TASK STATEMENT =>
All of the records should be given back exactly and in full.

TASK DATA =>
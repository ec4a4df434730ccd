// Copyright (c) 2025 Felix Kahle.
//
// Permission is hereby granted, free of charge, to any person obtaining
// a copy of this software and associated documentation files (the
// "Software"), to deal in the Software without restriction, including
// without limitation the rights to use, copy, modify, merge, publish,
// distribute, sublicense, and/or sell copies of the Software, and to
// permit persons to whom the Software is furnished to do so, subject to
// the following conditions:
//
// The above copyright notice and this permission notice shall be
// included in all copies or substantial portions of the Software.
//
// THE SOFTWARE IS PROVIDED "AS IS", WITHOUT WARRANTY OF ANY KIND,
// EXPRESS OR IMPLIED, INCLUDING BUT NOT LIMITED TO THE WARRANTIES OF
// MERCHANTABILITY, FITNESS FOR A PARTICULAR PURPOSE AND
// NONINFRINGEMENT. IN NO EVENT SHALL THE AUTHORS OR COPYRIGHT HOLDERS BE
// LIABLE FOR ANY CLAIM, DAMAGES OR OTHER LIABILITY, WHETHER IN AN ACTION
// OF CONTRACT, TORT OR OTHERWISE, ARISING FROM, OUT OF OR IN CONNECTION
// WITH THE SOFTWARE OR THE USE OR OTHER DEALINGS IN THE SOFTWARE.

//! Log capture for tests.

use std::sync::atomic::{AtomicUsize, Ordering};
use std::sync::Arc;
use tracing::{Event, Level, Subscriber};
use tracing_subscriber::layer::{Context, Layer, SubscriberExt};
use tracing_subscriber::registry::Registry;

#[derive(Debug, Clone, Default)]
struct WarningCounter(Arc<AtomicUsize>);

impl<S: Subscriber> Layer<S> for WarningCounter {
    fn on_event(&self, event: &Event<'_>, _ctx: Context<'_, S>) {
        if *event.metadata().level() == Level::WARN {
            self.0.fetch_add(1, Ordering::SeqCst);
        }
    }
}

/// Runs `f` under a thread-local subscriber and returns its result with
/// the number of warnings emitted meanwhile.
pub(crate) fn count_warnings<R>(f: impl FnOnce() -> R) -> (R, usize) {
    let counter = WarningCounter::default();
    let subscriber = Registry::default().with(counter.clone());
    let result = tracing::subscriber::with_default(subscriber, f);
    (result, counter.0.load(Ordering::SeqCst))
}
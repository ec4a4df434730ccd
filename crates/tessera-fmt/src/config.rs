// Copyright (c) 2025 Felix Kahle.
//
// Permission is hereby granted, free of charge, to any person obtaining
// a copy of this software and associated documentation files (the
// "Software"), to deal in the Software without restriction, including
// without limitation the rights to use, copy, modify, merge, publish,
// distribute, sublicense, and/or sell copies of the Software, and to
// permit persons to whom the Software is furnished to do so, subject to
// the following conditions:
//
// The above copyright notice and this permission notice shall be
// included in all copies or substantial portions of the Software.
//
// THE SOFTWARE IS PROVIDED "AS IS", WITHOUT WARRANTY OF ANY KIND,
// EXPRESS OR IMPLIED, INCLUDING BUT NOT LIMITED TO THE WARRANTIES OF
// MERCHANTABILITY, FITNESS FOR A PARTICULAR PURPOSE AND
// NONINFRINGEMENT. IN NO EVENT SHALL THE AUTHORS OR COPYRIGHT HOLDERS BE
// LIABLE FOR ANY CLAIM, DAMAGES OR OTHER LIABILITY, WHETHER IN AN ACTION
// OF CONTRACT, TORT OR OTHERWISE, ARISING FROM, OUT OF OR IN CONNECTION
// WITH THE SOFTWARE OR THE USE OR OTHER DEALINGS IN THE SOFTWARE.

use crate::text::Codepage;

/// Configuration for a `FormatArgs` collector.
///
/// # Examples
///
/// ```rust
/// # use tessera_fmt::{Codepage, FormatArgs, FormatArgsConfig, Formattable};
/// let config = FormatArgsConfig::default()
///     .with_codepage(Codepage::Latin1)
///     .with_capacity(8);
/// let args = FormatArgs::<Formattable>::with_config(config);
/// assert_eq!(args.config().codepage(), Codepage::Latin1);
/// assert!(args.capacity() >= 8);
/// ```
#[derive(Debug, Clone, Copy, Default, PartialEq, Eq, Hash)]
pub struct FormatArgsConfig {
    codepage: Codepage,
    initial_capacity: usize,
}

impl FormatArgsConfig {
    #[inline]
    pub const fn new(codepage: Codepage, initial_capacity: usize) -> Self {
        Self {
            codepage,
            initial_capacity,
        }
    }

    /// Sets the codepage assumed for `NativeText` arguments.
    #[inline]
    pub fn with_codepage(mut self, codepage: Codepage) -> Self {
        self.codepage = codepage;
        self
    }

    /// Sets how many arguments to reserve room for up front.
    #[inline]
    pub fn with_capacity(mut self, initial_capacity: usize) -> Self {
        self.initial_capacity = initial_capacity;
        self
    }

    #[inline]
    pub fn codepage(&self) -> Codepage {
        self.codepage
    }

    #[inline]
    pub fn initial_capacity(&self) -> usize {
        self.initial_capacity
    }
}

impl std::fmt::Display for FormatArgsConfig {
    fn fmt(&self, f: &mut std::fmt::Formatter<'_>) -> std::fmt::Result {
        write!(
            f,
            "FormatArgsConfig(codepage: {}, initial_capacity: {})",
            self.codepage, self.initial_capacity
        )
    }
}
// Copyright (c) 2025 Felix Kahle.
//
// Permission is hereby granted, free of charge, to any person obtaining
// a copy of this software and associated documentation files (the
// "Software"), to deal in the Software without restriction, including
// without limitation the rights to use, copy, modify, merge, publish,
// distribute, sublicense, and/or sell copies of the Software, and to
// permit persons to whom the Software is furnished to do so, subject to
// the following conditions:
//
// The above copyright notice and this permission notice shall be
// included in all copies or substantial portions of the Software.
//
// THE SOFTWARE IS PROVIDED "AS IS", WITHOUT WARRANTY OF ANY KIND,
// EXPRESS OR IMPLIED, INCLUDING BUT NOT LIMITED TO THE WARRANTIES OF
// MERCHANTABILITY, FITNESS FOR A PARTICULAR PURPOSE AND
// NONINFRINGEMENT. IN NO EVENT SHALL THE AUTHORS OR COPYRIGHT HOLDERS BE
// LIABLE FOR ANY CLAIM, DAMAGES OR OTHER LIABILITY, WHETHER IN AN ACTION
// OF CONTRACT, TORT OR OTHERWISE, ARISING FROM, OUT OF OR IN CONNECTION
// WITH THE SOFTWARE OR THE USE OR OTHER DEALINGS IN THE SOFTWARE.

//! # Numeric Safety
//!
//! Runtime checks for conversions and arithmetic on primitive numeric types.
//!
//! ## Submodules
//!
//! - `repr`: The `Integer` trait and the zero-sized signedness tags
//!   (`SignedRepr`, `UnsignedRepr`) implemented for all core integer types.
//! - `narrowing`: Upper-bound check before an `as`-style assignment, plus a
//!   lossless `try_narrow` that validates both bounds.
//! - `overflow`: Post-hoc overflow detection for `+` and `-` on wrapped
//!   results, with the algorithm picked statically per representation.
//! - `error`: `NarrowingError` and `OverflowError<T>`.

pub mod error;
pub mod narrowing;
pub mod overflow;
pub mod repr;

OUTPUT OF THE EXERCISE =>
repository ec4a4df434730ccd
// Copyright (c) 2025 Felix Kahle.
//
// Permission is hereby granted, free of charge, to any person obtaining
// a copy of this software and associated documentation files (the
// "Software"), to deal in the Software without restriction, including
// without limitation the rights to use, copy, modify, merge, publish,
// distribute, sublicense, and/or sell copies of the Software, and to
// permit persons to whom the Software is furnished to do so, subject to
// the following conditions:
//
// The above copyright notice and this permission notice shall be
// included in all copies or substantial portions of the Software.
//
// THE SOFTWARE IS PROVIDED "AS IS", WITHOUT WARRANTY OF ANY KIND,
// EXPRESS OR IMPLIED, INCLUDING BUT NOT LIMITED TO THE WARRANTIES OF
// MERCHANTABILITY, FITNESS FOR A PARTICULAR PURPOSE AND
// NONINFRINGEMENT. IN NO EVENT SHALL THE AUTHORS OR COPYRIGHT HOLDERS BE
// LIABLE FOR ANY CLAIM, DAMAGES OR OTHER LIABILITY, WHETHER IN AN ACTION
// OF CONTRACT, TORT OR OTHERWISE, ARISING FROM, OUT OF OR IN CONNECTION
// WITH THE SOFTWARE OR THE USE OR OTHER DEALINGS IN THE SOFTWARE.

//! Log capture for tests.

use std::sync::atomic::{AtomicUsize, Ordering};
use std::sync::Arc;
use tracing::{Event, Level, Subscriber};
use tracing_subscriber::layer::{Context, Layer, SubscriberExt};
use tracing_subscriber::registry::Registry;

#[derive(Debug, Clone, Default)]
struct WarningCounter(Arc<AtomicUsize>);

impl<S: Subscriber> Layer<S> for WarningCounter {
    fn on_event(&self, event: &Event<'_>, _ctx: Context<'_, S>) {
        if *event.metadata().level() == Level::WARN {
            self.0.fetch_add(1, Ordering::SeqCst);
        }
    }
}

/// Runs `f` under a thread-local subscriber and returns its result with
/// the number of warnings emitted meanwhile.
pub(crate) fn count_warnings<R>(f: impl FnOnce() -> R) -> (R, usize) {
    let counter = WarningCounter::default();
    let subscriber = Registry::default().with(counter.clone());
    let result = tracing::subscriber::with_default(subscriber, f);
    (result, counter.0.load(Ordering::SeqCst))
}
repository ec4a4df434730ccd
filename crates/tessera-fmt/src/config.rs
// Copyright (c) 2025 Felix Kahle.
//
// Permission is hereby granted, free of charge, to any person obtaining
// a copy of this software and associated documentation files (the
// "Software"), to deal in the Software without restriction, including
// without limitation the rights to use, copy, modify, merge, publish,
// distribute, sublicense, and/or sell copies of the Software, and to
// permit persons to whom the Software is furnished to do so, subject to
// the following conditions:
//
// The above copyright notice and this permission notice shall be
// included in all copies or substantial portions of the Software.
//
// THE SOFTWARE IS PROVIDED "AS IS", WITHOUT WARRANTY OF ANY KIND,
// EXPRESS OR IMPLIED, INCLUDING BUT NOT LIMITED TO THE WARRANTIES OF
// MERCHANTABILITY, FITNESS FOR A PARTICULAR PURPOSE AND
// NONINFRINGEMENT. IN NO EVENT SHALL THE AUTHORS OR COPYRIGHT HOLDERS BE
// LIABLE FOR ANY CLAIM, DAMAGES OR OTHER LIABILITY, WHETHER IN AN ACTION
// OF CONTRACT, TORT OR OTHERWISE, ARISING FROM, OUT OF OR IN CONNECTION
// WITH THE SOFTWARE OR THE USE OR OTHER DEALINGS IN THE SOFTWARE.

use crate::text::Codepage;

/// Configuration for a `FormatArgs` collector.
///
/// # Examples
///
/// ```rust
/// # use tessera_fmt::{Codepage, FormatArgs, FormatArgsConfig, Formattable};
/// let config = FormatArgsConfig::default()
///     .with_codepage(Codepage::Latin1)
///     .with_capacity(8);
/// let args = FormatArgs::<Formattable>::with_config(config);
/// assert_eq!(args.config().codepage(), Codepage::Latin1);
/// assert!(args.capacity() >= 8);
/// ```
#[derive(Debug, Clone, Copy, Default, PartialEq, Eq, Hash)]
pub struct FormatArgsConfig {
    codepage: Codepage,
    initial_capacity: usize,
}

impl FormatArgsConfig {
    #[inline]
    pub const fn new(codepage: Codepage, initial_capacity: usize) -> Self {
        Self {
            codepage,
            initial_capacity,
        }
    }

    /// Sets the codepage assumed for `NativeText` arguments.
    #[inline]
    pub fn with_codepage(mut self, codepage: Codepage) -> Self {
        self.codepage = codepage;
        self
    }

    /// Sets how many arguments to reserve room for up front.
    #[inline]
    pub fn with_capacity(mut self, initial_capacity: usize) -> Self {
        self.initial_capacity = initial_capacity;
        self
    }

    #[inline]
    pub fn codepage(&self) -> Codepage {
        self.codepage
    }

    #[inline]
    pub fn initial_capacity(&self) -> usize {
        self.initial_capacity
    }
}

impl std::fmt::Display for FormatArgsConfig {
    fn fmt(&self, f: &mut std::fmt::Formatter<'_>) -> std::fmt::Result {
        write!(
            f,
            "FormatArgsConfig(codepage: {}, initial_capacity: {})",
            self.codepage, self.initial_capacity
        )
    }
}
// Copyright (c) 2025 Felix Kahle.
//
// Permission is hereby granted, free of charge, to any person obtaining
// a copy of this software and associated documentation files (the
// "Software"), to deal in the Software without restriction, including
// without limitation the rights to use, copy, modify, merge, publish,
// distribute, sublicense, and/or sell copies of the Software, and to
// permit persons to whom the Software is furnished to do so, subject to
// the following conditions:
//
// The above copyright notice and this permission notice shall be
// included in all copies or substantial portions of the Software.
//
// THE SOFTWARE IS PROVIDED "AS IS", WITHOUT WARRANTY OF ANY KIND,
// EXPRESS OR IMPLIED, INCLUDING BUT NOT LIMITED TO THE WARRANTIES OF
// MERCHANTABILITY, FITNESS FOR A PARTICULAR PURPOSE AND
// NONINFRINGEMENT. IN NO EVENT SHALL THE AUTHORS OR COPYRIGHT HOLDERS BE
// LIABLE FOR ANY CLAIM, DAMAGES OR OTHER LIABILITY, WHETHER IN AN ACTION
// OF CONTRACT, TORT OR OTHERWISE, ARISING FROM, OUT OF OR IN CONNECTION
// WITH THE SOFTWARE OR THE USE OR OTHER DEALINGS IN THE SOFTWARE.

//! # Numeric Safety
//!
//! Runtime checks for conversions and arithmetic on primitive numeric types.
//!
//! ## Submodules
//!
//! - `repr`: The `Integer` trait and the zero-sized signedness tags
//!   (`SignedRepr`, `UnsignedRepr`) implemented for all core integer types.
//! - `narrowing`: Upper-bound check before an `as`-style assignment, plus a
//!   lossless `try_narrow` that validates both bounds.
//! - `overflow`: Post-hoc overflow detection for `+` and `-` on wrapped
//!   results, with the algorithm picked statically per representation.
//! - `error`: `NarrowingError` and `OverflowError<T>`.

pub mod error;
pub mod narrowing;
pub mod overflow;
pub mod repr;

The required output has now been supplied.